TASK ITEM
Report how many lines below include "BlockId", giving the figure alone.

(Stored data entries)
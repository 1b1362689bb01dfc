//! Vote message encoding and decoding for network transport.
//!
//! # Wire Format
//!
//! Votes use a fixed-size layout with no framing:
//!
//! ```text
//! [block_id: 32][strong: 1][finalizer_key: 48][signature: 96]
//! ```
//!
//! `strong` is 0 or 1; any other value is rejected. The key and signature are
//! compressed BLS12-381 points and are validated while decoding.

use crate::VoteMessage;
use savanna_types::{BlockId, BlsPublicKey, BlsSignature, CryptoError};
use thiserror::Error;

/// Size of an encoded vote.
pub const VOTE_MESSAGE_SIZE: usize = BlockId::BYTES + 1 + BlsPublicKey::BYTES + BlsSignature::BYTES;

const STRONG_OFFSET: usize = BlockId::BYTES;
const KEY_OFFSET: usize = STRONG_OFFSET + 1;
const SIG_OFFSET: usize = KEY_OFFSET + BlsPublicKey::BYTES;

/// Errors that can occur during vote decoding.
#[derive(Debug, Error)]
pub enum CodecError {
    #[error("Vote message has {actual} bytes, expected {expected}")]
    WrongLength { expected: usize, actual: usize },

    #[error("Invalid strong flag {0}")]
    InvalidStrongFlag(u8),

    #[error("Invalid finalizer key: {0}")]
    InvalidKey(CryptoError),

    #[error("Invalid signature: {0}")]
    InvalidSignature(CryptoError),
}

/// Encode a vote to wire format.
pub fn encode_vote(vote: &VoteMessage) -> Vec<u8> {
    let mut buf = Vec::with_capacity(VOTE_MESSAGE_SIZE);
    buf.extend_from_slice(vote.block_id.as_bytes());
    buf.push(u8::from(vote.strong));
    buf.extend_from_slice(vote.finalizer_key.as_bytes());
    buf.extend_from_slice(vote.signature.as_bytes());
    buf
}

/// Decode a vote from wire format.
pub fn decode_vote(data: &[u8]) -> Result<VoteMessage, CodecError> {
    if data.len() != VOTE_MESSAGE_SIZE {
        return Err(CodecError::WrongLength {
            expected: VOTE_MESSAGE_SIZE,
            actual: data.len(),
        });
    }

    let mut id = [0u8; BlockId::BYTES];
    id.copy_from_slice(&data[..STRONG_OFFSET]);

    let strong = match data[STRONG_OFFSET] {
        0 => false,
        1 => true,
        other => return Err(CodecError::InvalidStrongFlag(other)),
    };

    let finalizer_key =
        BlsPublicKey::from_bytes(&data[KEY_OFFSET..SIG_OFFSET]).map_err(CodecError::InvalidKey)?;
    let signature =
        BlsSignature::from_bytes(&data[SIG_OFFSET..]).map_err(CodecError::InvalidSignature)?;

    Ok(VoteMessage::new(
        BlockId::from_bytes(id),
        strong,
        finalizer_key,
        signature,
    ))
}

RESPONSE
5